5 de Febrero de 2012
Año XII
No. 783
| Cultural | Edición:

Al paso de la luz

Publicado en web el 19 de Abril, 2009

 

Por Esegé

 

De aquella montaña donde la vegetación entreteje matices que ponen a jugar en tono jubiloso todos los tonos del verde, con una salmodia que junta el suelo con el cielo…

De aquella montaña viene la luz; desde allá tiende la tarde rosicleres de oro y carmín, que vienen dando brincos en la luz que tiembla en las piedras de la calle.

Un atardecer que acaricia blandamente, que besa el jardín, se mete entre las rejas, burla el portón central de la vivienda, que pertenece sin duda a un señor importante.

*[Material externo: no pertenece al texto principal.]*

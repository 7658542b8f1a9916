use crmpilot_core::config::{AppConfig, LlmProvider, LoadOptions};
use secrecy::ExposeSecret;
use serde::Serialize;

use crate::commands::{CommandResult, EXIT_CONFIG_ERROR};

#[derive(Clone, Copy, Debug, PartialEq, Eq, Serialize)]
#[serde(rename_all = "snake_case")]
enum CheckStatus {
    Pass,
    Fail,
    Skipped,
}

#[derive(Debug, Serialize)]
struct DoctorCheck {
    name: &'static str,
    status: CheckStatus,
    details: String,
}

#[derive(Debug, Serialize)]
struct DoctorReport {
    overall_status: CheckStatus,
    summary: String,
    checks: Vec<DoctorCheck>,
}

/// Readiness checks without network calls: config loads, the model
/// provider has the credentials it needs, and both collaborator tokens
/// are present.
pub fn run(json_output: bool) -> CommandResult {
    let report = build_report();
    let exit_code = if report.overall_status == CheckStatus::Pass { 0 } else { EXIT_CONFIG_ERROR };

    let output = if json_output {
        serde_json::to_string_pretty(&report).unwrap_or_else(|error| {
            format!(
                "{{\"overall_status\":\"fail\",\"summary\":\"doctor serialization failed\",\"error\":\"{}\"}}",
                escape_json(&error.to_string())
            )
        })
    } else {
        render_human(&report)
    };

    CommandResult { exit_code, output }
}

fn build_report() -> DoctorReport {
    let mut checks = Vec::new();

    match AppConfig::load(LoadOptions::default()) {
        Ok(config) => {
            checks.push(DoctorCheck {
                name: "config_validation",
                status: CheckStatus::Pass,
                details: "configuration loaded and validated".to_string(),
            });
            checks.push(check_llm_readiness(&config));
            checks.push(check_crm_token(&config));
            checks.push(check_email_token(&config));
        }
        Err(error) => {
            checks.push(DoctorCheck {
                name: "config_validation",
                status: CheckStatus::Fail,
                details: error.to_string(),
            });
            for name in ["llm_readiness", "crm_token_readiness", "email_token_readiness"] {
                checks.push(DoctorCheck {
                    name,
                    status: CheckStatus::Skipped,
                    details: "skipped because configuration did not load".to_string(),
                });
            }
        }
    }

    let all_pass = checks.iter().all(|check| check.status == CheckStatus::Pass);
    let overall_status = if all_pass { CheckStatus::Pass } else { CheckStatus::Fail };
    let summary = if all_pass {
        "doctor: all readiness checks passed".to_string()
    } else {
        "doctor: one or more readiness checks failed".to_string()
    };

    DoctorReport { overall_status, summary, checks }
}

fn check_llm_readiness(config: &AppConfig) -> DoctorCheck {
    let details = match config.llm.provider {
        LlmProvider::Groq | LlmProvider::OpenAi => {
            format!("{:?} provider with api key configured", config.llm.provider)
        }
        LlmProvider::Ollama => format!(
            "Ollama provider at {}",
            config.llm.base_url.as_deref().unwrap_or("<unset>")
        ),
    };
    DoctorCheck { name: "llm_readiness", status: CheckStatus::Pass, details }
}

fn check_crm_token(config: &AppConfig) -> DoctorCheck {
    // format is all we can check offline; validity is proven by the first call
    let token = config.crm.access_token.expose_secret();
    let status =
        if token.trim().is_empty() { CheckStatus::Fail } else { CheckStatus::Pass };
    DoctorCheck {
        name: "crm_token_readiness",
        status,
        details: "token presence validated by config contract".to_string(),
    }
}

fn check_email_token(config: &AppConfig) -> DoctorCheck {
    let token = config.email.access_token.expose_secret();
    let status =
        if token.trim().is_empty() { CheckStatus::Fail } else { CheckStatus::Pass };
    DoctorCheck {
        name: "email_token_readiness",
        status,
        details: format!("sending as `{}`", config.email.sender),
    }
}

fn render_human(report: &DoctorReport) -> String {
    let mut lines = vec![report.summary.clone()];
    for check in &report.checks {
        let marker = match check.status {
            CheckStatus::Pass => "ok",
            CheckStatus::Fail => "FAIL",
            CheckStatus::Skipped => "skipped",
        };
        lines.push(format!("- {} [{}]: {}", check.name, marker, check.details));
    }
    lines.join("\n")
}

fn escape_json(value: &str) -> String {
    value.replace('\\', "\\\\").replace('"', "\\\"")
}
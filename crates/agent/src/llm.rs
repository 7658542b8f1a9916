use std::time::Duration;

use async_trait::async_trait;
use crmpilot_core::config::{LlmConfig, LlmProvider};
use secrecy::{ExposeSecret, SecretString};
use serde::{Deserialize, Serialize};
use thiserror::Error;

/// Pluggable chat-completion backend. One round-trip per call, no retries
/// and no conversation memory at this layer.
#[async_trait]
pub trait LlmClient: Send + Sync {
    async fn complete(&self, system_prompt: &str, user_text: &str) -> Result<String, LlmError>;
}

#[derive(Debug, Error)]
pub enum LlmError {
    #[error("language model request failed: {0}")]
    Http(#[from] reqwest::Error),
    #[error("language model returned status {status}: {detail}")]
    Api { status: u16, detail: String },
    #[error("language model returned an empty completion")]
    EmptyResponse,
    #[error("language model configuration is invalid: {0}")]
    Config(String),
}

/// OpenAI-compatible `/chat/completions` client. Groq and OpenAI both speak
/// this shape; Ollama exposes it under its own base URL.
pub struct HttpLlmClient {
    client: reqwest::Client,
    endpoint: String,
    api_key: Option<SecretString>,
    model: String,
    temperature: f64,
    max_tokens: u32,
}

const GROQ_BASE_URL: &str = "https://api.groq.com/openai/v1";
const OPENAI_BASE_URL: &str = "https://api.openai.com/v1";

impl HttpLlmClient {
    pub fn from_config(config: &LlmConfig) -> Result<Self, LlmError> {
        let base = match (&config.base_url, config.provider) {
            (Some(base), _) => base.trim_end_matches('/').to_string(),
            (None, LlmProvider::Groq) => GROQ_BASE_URL.to_string(),
            (None, LlmProvider::OpenAi) => OPENAI_BASE_URL.to_string(),
            (None, LlmProvider::Ollama) => {
                return Err(LlmError::Config("ollama requires llm.base_url".to_string()))
            }
        };

        let client = reqwest::Client::builder()
            .timeout(Duration::from_secs(config.timeout_secs))
            .build()?;

        Ok(Self {
            client,
            endpoint: format!("{base}/chat/completions"),
            api_key: config.api_key.clone(),
            model: config.model.clone(),
            temperature: config.temperature,
            max_tokens: config.max_tokens,
        })
    }
}

#[derive(Debug, Serialize)]
struct ChatRequest<'a> {
    model: &'a str,
    temperature: f64,
    max_tokens: u32,
    messages: [ChatMessage<'a>; 2],
}

#[derive(Debug, Serialize)]
struct ChatMessage<'a> {
    role: &'static str,
    content: &'a str,
}

#[derive(Debug, Deserialize)]
struct ChatResponse {
    choices: Vec<ChatChoice>,
}

#[derive(Debug, Deserialize)]
struct ChatChoice {
    message: ChatChoiceMessage,
}

#[derive(Debug, Deserialize)]
struct ChatChoiceMessage {
    content: Option<String>,
}

#[async_trait]
impl LlmClient for HttpLlmClient {
    async fn complete(&self, system_prompt: &str, user_text: &str) -> Result<String, LlmError> {
        let body = ChatRequest {
            model: &self.model,
            temperature: self.temperature,
            max_tokens: self.max_tokens,
            messages: [
                ChatMessage { role: "system", content: system_prompt },
                ChatMessage { role: "user", content: user_text },
            ],
        };

        let mut request = self.client.post(&self.endpoint).json(&body);
        if let Some(api_key) = &self.api_key {
            request = request.bearer_auth(api_key.expose_secret());
        }

        let response = request.send().await?;
        let status = response.status();
        if !status.is_success() {
            let detail = response.text().await.unwrap_or_default();
            return Err(LlmError::Api { status: status.as_u16(), detail });
        }

        let parsed: ChatResponse = response.json().await?;
        let content = parsed
            .choices
            .into_iter()
            .next()
            .and_then(|choice| choice.message.content)
            .filter(|content| !content.trim().is_empty())
            .ok_or(LlmError::EmptyResponse)?;

        Ok(content)
    }
}
use std::sync::Arc;

use async_trait::async_trait;
use crmpilot_core::capability::Capability;
use crmpilot_core::errors::ExecutionError;
use crmpilot_core::schema::{ArgumentSchema, ParameterKind, ParameterSpec};
use serde_json::{json, Map, Value};

use crate::client::EmailApi;

/// Sends one email through the configured account. All three parameters
/// are required; the resolver is told never to invent a recipient or a
/// body, so anything missing fails validation before reaching here.
pub struct SendEmail {
    email: Arc<dyn EmailApi>,
}

impl SendEmail {
    pub fn new(email: Arc<dyn EmailApi>) -> Self {
        Self { email }
    }
}

#[async_trait]
impl Capability for SendEmail {
    fn name(&self) -> &'static str {
        "send_email"
    }

    fn description(&self) -> &'static str {
        "Send an email to a recipient"
    }

    fn schema(&self) -> ArgumentSchema {
        ArgumentSchema::new(vec![
            ParameterSpec::required("to", "recipient email address", ParameterKind::Text),
            ParameterSpec::required("subject", "subject line", ParameterKind::Text),
            ParameterSpec::required("body", "plain-text message body", ParameterKind::Text),
        ])
    }

    async fn execute(&self, arguments: Map<String, Value>) -> Result<Value, ExecutionError> {
        let field = |name: &str| {
            arguments
                .get(name)
                .and_then(Value::as_str)
                .map(str::to_string)
                .ok_or_else(|| ExecutionError::invalid_input(format!("{name} is required")))
        };
        let to = field("to")?;
        let subject = field("subject")?;
        let body = field("body")?;

        let sent = self.email.send_email(&to, &subject, &body).await?;
        Ok(json!({
            "message_id": sent.id,
            "thread_id": sent.thread_id,
            "to": to,
        }))
    }
}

¿Pero habrá quién sea más importante que la tarde? ¿Habrá alguien en verdad importante si no vive la emoción y el encanto de esta tarde con sus torrentes de luz?

El ser humano ama la luz, no puede vivir en sombras; no puede dejar pasar el embrujo de los caudales de luz que el sol está tendiendo arriba de este emparrado.

En la vida y en la muerte, todos los sentimientos del hombre buscan, quieren, suspiran por resplandores de luz. Dicen que Goethe, en su agonía, clamaba: luz, más luz.